- _Task prompt_
Make an exact copy of every entry.

* * *

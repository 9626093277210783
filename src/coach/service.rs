//! LLM-backed coaching operations.
//!
//! Every operation here returns plain text rather than `Result`: a live
//! debate must keep flowing, so when the whole fallback chain is down the
//! student gets a polite apology instead of an error screen. Callers that
//! need to distinguish degradation can compare against
//! [`CONNECTION_APOLOGY`].

use regex::Regex;
use serde::{Deserialize, Serialize};

use super::context::{DebateContext, DebatePosition};
use super::personality::Personality;
use super::prompts::{self, PromptPair};
use crate::llm::{FallbackChain, Message, SamplingParams};

/// Shown in place of a reply when every model in the chain has failed.
pub const CONNECTION_APOLOGY: &str = "Atsiprašau, šiuo metu negaliu prisijungti prie AI sistemos. Pabandykite dar kartą po kelių minučių.";

/// Score assumed when the analysis response carries no SCORE tag.
pub const DEFAULT_ANALYSIS_SCORE: u8 = 75;

/// Analysis text assumed when the response carries no ANALYSIS tag.
pub const DEFAULT_ANALYSIS_TEXT: &str = "Geras argumentas su aiškia logika.";

/// Model judgement of an argument's strength.
#[derive(Debug, Clone, PartialEq, Eq, Serialize, Deserialize)]
pub struct StrengthAssessment {
    /// Strength score on a 0-100 scale.
    pub score: u8,
    /// Short prose judgement in the student's language.
    pub analysis: String,
}

/// The AI sparring partner and coach.
///
/// Wraps a [`FallbackChain`] with the four coaching operations: opening
/// statements, counterarguments, feedback, and strength analysis.
pub struct DebateCoach {
    /// Model chain executing the completions.
    chain: FallbackChain,
    /// Sampling parameters applied to every coaching request.
    params: SamplingParams,
}

impl DebateCoach {
    /// Creates a coach with default sampling parameters.
    pub fn new(chain: FallbackChain) -> Self {
        Self {
            chain,
            params: SamplingParams::default(),
        }
    }

    /// Creates a coach with explicit sampling parameters.
    pub fn with_params(chain: FallbackChain, params: SamplingParams) -> Self {
        Self { chain, params }
    }

    /// Generates the partner's opening argument for its side of the topic.
    pub async fn generate_opening_statement(
        &self,
        topic: &str,
        position: DebatePosition,
        personality: &Personality,
    ) -> String {
        let pair = prompts::build_opening_prompt(personality, topic, position);
        self.request_text(pair).await
    }

    /// Generates a counterargument to the student's latest move.
    pub async fn generate_debate_response(
        &self,
        context: &DebateContext,
        user_argument: &str,
        personality: &Personality,
    ) -> String {
        let pair = prompts::build_rebuttal_prompt(personality, context, user_argument);
        self.request_text(pair).await
    }

    /// Generates short coaching feedback on the student's argument.
    pub async fn generate_feedback(&self, argument: &str, topic: &str, round: u32) -> String {
        let pair = prompts::build_feedback_prompt(argument, topic, round);
        self.request_text(pair).await
    }

    /// Asks the model to rate the argument and parses the tagged reply.
    ///
    /// The reply is expected as `SCORE: <n>` and `ANALYSIS: <text>` lines,
    /// but each tag is parsed independently and falls back to a safe
    /// default on its own, so a half-formed reply still yields something
    /// usable.
    pub async fn analyze_argument_strength(
        &self,
        argument: &str,
        topic: &str,
        position: DebatePosition,
    ) -> StrengthAssessment {
        let pair = prompts::build_analysis_prompt(argument, topic, position);
        let response = self.request_text(pair).await;
        parse_assessment(&response)
    }

    async fn request_text(&self, pair: PromptPair) -> String {
        let messages = vec![Message::system(pair.system), Message::user(pair.user)];

        match self.chain.complete_text(messages, &self.params).await {
            Ok(text) => text,
            Err(e) => {
                tracing::warn!(error = %e, "Coaching request failed, serving connection apology");
                CONNECTION_APOLOGY.to_string()
            }
        }
    }
}

/// Parses a tagged strength assessment, tag by tag.
fn parse_assessment(response: &str) -> StrengthAssessment {
    let score_re = Regex::new(r"(?i)SCORE:\s*(\d+)").expect("Invalid regex for score tag");
    let analysis_re = Regex::new(r"(?is)ANALYSIS:\s*(.+)").expect("Invalid regex for analysis tag");

    let score = score_re
        .captures(response)
        .and_then(|caps| caps.get(1))
        .and_then(|m| m.as_str().parse::<u64>().ok())
        .map(|n| n.min(100) as u8)
        .unwrap_or(DEFAULT_ANALYSIS_SCORE);

    let analysis = analysis_re
        .captures(response)
        .and_then(|caps| caps.get(1))
        .map(|m| m.as_str().trim().to_string())
        .filter(|s| !s.is_empty())
        .unwrap_or_else(|| DEFAULT_ANALYSIS_TEXT.to_string());

    StrengthAssessment { score, analysis }
}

* * *

- _Expected output_
repository 9626093277210783
filename src/coach/service.rs
//! LLM-backed coaching operations.
//!
//! Every operation here returns plain text rather than `Result`: a live
//! debate must keep flowing, so when the whole fallback chain is down the
//! student gets a polite apology instead of an error screen. Callers that
//! need to distinguish degradation can compare against
//! [`CONNECTION_APOLOGY`].

use regex::Regex;
use serde::{Deserialize, Serialize};

use super::context::{DebateContext, DebatePosition};
use super::personality::Personality;
use super::prompts::{self, PromptPair};
use crate::llm::{FallbackChain, Message, SamplingParams};

/// Shown in place of a reply when every model in the chain has failed.
pub const CONNECTION_APOLOGY: &str = "Atsiprašau, šiuo metu negaliu prisijungti prie AI sistemos. Pabandykite dar kartą po kelių minučių.";

/// Score assumed when the analysis response carries no SCORE tag.
pub const DEFAULT_ANALYSIS_SCORE: u8 = 75;

/// Analysis text assumed when the response carries no ANALYSIS tag.
pub const DEFAULT_ANALYSIS_TEXT: &str = "Geras argumentas su aiškia logika.";

/// Model judgement of an argument's strength.
#[derive(Debug, Clone, PartialEq, Eq, Serialize, Deserialize)]
pub struct StrengthAssessment {
    /// Strength score on a 0-100 scale.
    pub score: u8,
    /// Short prose judgement in the student's language.
    pub analysis: String,
}

/// The AI sparring partner and coach.
///
/// Wraps a [`FallbackChain`] with the four coaching operations: opening
/// statements, counterarguments, feedback, and strength analysis.
pub struct DebateCoach {
    /// Model chain executing the completions.
    chain: FallbackChain,
    /// Sampling parameters applied to every coaching request.
    params: SamplingParams,
}

impl DebateCoach {
    /// Creates a coach with default sampling parameters.
    pub fn new(chain: FallbackChain) -> Self {
        Self {
            chain,
            params: SamplingParams::default(),
        }
    }

    /// Creates a coach with explicit sampling parameters.
    pub fn with_params(chain: FallbackChain, params: SamplingParams) -> Self {
        Self { chain, params }
    }

    /// Generates the partner's opening argument for its side of the topic.
    pub async fn generate_opening_statement(
        &self,
        topic: &str,
        position: DebatePosition,
        personality: &Personality,
    ) -> String {
        let pair = prompts::build_opening_prompt(personality, topic, position);
        self.request_text(pair).await
    }

    /// Generates a counterargument to the student's latest move.
    pub async fn generate_debate_response(
        &self,
        context: &DebateContext,
        user_argument: &str,
        personality: &Personality,
    ) -> String {
        let pair = prompts::build_rebuttal_prompt(personality, context, user_argument);
        self.request_text(pair).await
    }

    /// Generates short coaching feedback on the student's argument.
    pub async fn generate_feedback(&self, argument: &str, topic: &str, round: u32) -> String {
        let pair = prompts::build_feedback_prompt(argument, topic, round);
        self.request_text(pair).await
    }

    /// Asks the model to rate the argument and parses the tagged reply.
    ///
    /// The reply is expected as `SCORE: <n>` and `ANALYSIS: <text>` lines,
    /// but each tag is parsed independently and falls back to a safe
    /// default on its own, so a half-formed reply still yields something
    /// usable.
    pub async fn analyze_argument_strength(
        &self,
        argument: &str,
        topic: &str,
        position: DebatePosition,
    ) -> StrengthAssessment {
        let pair = prompts::build_analysis_prompt(argument, topic, position);
        let response = self.request_text(pair).await;
        parse_assessment(&response)
    }

    async fn request_text(&self, pair: PromptPair) -> String {
        let messages = vec![Message::system(pair.system), Message::user(pair.user)];

        match self.chain.complete_text(messages, &self.params).await {
            Ok(text) => text,
            Err(e) => {
                tracing::warn!(error = %e, "Coaching request failed, serving connection apology");
                CONNECTION_APOLOGY.to_string()
            }
        }
    }
}

/// Parses a tagged strength assessment, tag by tag.
fn parse_assessment(response: &str) -> StrengthAssessment {
    let score_re = Regex::new(r"(?i)SCORE:\s*(\d+)").expect("Invalid regex for score tag");
    let analysis_re = Regex::new(r"(?is)ANALYSIS:\s*(.+)").expect("Invalid regex for analysis tag");

    let score = score_re
        .captures(response)
        .and_then(|caps| caps.get(1))
        .and_then(|m| m.as_str().parse::<u64>().ok())
        .map(|n| n.min(100) as u8)
        .unwrap_or(DEFAULT_ANALYSIS_SCORE);

    let analysis = analysis_re
        .captures(response)
        .and_then(|caps| caps.get(1))
        .map(|m| m.as_str().trim().to_string())
        .filter(|s| !s.is_empty())
        .unwrap_or_else(|| DEFAULT_ANALYSIS_TEXT.to_string());

    StrengthAssessment { score, analysis }
}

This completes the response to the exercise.